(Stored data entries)
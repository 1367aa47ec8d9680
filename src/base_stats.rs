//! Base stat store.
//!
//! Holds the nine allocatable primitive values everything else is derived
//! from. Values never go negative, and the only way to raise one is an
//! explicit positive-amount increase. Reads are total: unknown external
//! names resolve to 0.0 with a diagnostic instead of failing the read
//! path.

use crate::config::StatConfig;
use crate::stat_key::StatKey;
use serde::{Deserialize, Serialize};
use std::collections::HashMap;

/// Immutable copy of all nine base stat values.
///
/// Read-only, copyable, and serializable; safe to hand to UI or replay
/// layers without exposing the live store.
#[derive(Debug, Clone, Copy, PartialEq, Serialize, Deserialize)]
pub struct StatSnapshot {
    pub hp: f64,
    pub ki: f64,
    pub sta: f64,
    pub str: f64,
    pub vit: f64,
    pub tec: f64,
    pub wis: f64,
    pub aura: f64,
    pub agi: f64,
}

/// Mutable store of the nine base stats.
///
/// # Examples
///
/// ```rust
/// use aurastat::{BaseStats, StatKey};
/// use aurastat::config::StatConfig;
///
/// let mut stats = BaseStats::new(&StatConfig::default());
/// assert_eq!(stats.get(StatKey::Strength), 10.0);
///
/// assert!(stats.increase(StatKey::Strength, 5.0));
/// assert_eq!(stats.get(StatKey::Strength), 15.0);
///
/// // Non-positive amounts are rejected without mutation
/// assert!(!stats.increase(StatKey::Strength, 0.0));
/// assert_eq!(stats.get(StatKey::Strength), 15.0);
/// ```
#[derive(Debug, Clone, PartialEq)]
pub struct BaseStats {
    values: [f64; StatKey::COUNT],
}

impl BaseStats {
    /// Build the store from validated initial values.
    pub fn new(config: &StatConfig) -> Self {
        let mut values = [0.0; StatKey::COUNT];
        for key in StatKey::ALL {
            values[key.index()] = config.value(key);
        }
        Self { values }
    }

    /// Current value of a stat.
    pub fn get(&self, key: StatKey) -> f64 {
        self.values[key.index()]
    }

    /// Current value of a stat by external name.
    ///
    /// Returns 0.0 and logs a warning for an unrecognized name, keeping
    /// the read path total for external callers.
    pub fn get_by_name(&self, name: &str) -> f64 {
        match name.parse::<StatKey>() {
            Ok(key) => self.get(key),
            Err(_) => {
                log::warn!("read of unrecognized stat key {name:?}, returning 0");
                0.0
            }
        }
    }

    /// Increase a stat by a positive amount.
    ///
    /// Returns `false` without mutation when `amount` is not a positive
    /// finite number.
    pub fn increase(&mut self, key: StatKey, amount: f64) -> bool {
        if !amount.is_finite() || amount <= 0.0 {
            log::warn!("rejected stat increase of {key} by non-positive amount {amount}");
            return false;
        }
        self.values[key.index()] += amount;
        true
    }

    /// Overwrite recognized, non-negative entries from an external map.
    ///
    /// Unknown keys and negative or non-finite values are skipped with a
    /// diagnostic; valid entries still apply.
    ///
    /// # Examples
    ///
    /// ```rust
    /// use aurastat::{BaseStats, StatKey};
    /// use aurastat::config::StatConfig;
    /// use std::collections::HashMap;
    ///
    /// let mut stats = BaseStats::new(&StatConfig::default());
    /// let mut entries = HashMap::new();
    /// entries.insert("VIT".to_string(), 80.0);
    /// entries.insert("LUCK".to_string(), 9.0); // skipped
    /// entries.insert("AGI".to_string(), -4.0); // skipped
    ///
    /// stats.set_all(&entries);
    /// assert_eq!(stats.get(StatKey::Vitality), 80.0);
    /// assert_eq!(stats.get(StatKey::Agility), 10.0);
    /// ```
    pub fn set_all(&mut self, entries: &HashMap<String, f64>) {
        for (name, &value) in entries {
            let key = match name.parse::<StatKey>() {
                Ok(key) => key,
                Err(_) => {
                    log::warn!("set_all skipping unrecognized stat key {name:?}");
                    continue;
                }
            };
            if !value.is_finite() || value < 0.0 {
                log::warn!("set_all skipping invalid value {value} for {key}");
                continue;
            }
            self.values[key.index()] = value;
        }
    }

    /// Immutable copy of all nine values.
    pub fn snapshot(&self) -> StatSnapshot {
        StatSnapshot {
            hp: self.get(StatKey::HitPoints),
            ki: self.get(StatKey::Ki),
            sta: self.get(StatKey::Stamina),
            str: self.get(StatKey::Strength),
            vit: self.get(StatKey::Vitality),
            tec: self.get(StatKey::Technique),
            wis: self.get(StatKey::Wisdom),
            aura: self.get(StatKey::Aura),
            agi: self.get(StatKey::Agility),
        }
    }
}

--

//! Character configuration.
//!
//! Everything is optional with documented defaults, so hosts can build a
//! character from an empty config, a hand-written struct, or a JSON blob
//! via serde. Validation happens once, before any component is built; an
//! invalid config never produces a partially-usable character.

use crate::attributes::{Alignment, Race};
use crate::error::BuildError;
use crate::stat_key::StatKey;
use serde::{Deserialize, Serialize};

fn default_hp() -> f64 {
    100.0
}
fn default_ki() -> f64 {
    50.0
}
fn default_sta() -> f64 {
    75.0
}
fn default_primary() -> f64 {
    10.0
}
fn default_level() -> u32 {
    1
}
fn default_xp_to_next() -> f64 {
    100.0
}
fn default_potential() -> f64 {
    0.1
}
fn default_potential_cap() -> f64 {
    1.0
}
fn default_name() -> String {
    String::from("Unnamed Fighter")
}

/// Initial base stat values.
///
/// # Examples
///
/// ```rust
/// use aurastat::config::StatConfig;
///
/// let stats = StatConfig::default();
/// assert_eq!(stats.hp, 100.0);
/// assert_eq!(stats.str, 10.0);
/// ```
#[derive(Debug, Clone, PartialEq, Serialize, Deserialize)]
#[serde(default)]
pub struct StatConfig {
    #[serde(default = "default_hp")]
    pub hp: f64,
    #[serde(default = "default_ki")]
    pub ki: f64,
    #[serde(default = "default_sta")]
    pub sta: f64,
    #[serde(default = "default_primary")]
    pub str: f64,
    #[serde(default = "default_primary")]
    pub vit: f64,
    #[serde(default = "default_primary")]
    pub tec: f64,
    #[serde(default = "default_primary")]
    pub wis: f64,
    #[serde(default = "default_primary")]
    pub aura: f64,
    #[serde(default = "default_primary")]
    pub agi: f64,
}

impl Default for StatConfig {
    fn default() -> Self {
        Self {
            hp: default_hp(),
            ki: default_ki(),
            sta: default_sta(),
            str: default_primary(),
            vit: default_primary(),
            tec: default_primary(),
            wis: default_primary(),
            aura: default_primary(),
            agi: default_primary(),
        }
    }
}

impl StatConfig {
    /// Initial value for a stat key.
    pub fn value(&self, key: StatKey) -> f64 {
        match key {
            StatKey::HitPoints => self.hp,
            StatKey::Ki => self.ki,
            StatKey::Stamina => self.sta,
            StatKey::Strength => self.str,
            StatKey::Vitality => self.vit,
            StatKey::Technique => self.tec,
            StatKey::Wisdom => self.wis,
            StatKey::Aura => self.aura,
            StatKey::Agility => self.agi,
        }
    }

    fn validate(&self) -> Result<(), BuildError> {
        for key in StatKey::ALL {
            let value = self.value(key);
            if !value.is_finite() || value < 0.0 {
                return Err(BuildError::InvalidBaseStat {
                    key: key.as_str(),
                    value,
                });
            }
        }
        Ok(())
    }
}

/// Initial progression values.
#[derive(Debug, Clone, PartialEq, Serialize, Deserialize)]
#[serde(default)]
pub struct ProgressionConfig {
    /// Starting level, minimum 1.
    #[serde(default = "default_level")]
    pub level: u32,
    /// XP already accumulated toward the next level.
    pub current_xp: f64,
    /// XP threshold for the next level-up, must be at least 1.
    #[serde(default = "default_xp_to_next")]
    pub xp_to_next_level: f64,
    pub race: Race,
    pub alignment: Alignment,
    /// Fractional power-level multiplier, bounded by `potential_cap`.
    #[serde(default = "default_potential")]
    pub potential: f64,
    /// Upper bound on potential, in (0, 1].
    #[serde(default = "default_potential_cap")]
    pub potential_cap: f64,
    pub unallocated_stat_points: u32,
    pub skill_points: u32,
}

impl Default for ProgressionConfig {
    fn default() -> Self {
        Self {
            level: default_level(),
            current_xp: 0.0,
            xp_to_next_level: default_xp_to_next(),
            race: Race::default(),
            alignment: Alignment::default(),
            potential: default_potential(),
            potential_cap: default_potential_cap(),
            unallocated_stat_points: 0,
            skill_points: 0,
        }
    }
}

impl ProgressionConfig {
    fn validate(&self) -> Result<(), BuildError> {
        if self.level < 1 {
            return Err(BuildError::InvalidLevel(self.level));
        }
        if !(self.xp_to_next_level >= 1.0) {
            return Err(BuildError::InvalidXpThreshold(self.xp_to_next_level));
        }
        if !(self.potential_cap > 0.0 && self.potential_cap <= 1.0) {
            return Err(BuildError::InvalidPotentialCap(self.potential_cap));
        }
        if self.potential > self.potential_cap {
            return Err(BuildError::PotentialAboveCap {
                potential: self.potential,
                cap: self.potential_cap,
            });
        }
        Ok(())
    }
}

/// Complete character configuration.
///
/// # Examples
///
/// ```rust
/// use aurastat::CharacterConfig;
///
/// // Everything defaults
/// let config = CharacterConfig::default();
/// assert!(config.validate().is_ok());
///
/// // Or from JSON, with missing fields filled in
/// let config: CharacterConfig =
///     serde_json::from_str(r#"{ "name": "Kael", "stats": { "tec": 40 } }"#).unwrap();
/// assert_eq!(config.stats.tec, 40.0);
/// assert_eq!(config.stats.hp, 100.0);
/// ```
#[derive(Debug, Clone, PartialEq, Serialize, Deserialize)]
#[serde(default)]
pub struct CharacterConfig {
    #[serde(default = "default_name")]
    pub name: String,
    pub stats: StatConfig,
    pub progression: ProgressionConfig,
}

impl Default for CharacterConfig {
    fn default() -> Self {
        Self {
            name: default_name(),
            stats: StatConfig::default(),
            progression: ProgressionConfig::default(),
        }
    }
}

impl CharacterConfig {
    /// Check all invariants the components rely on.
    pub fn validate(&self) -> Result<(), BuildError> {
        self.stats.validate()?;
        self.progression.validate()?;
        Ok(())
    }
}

• _ABOUT THIS EXERCISE_: Select every line of the records holding the string "impl".

• _EXERCISE RESULT_:
impl BaseStats {
impl Default for StatConfig {
impl StatConfig {
impl Default for ProgressionConfig {
impl ProgressionConfig {
impl Default for CharacterConfig {
impl CharacterConfig {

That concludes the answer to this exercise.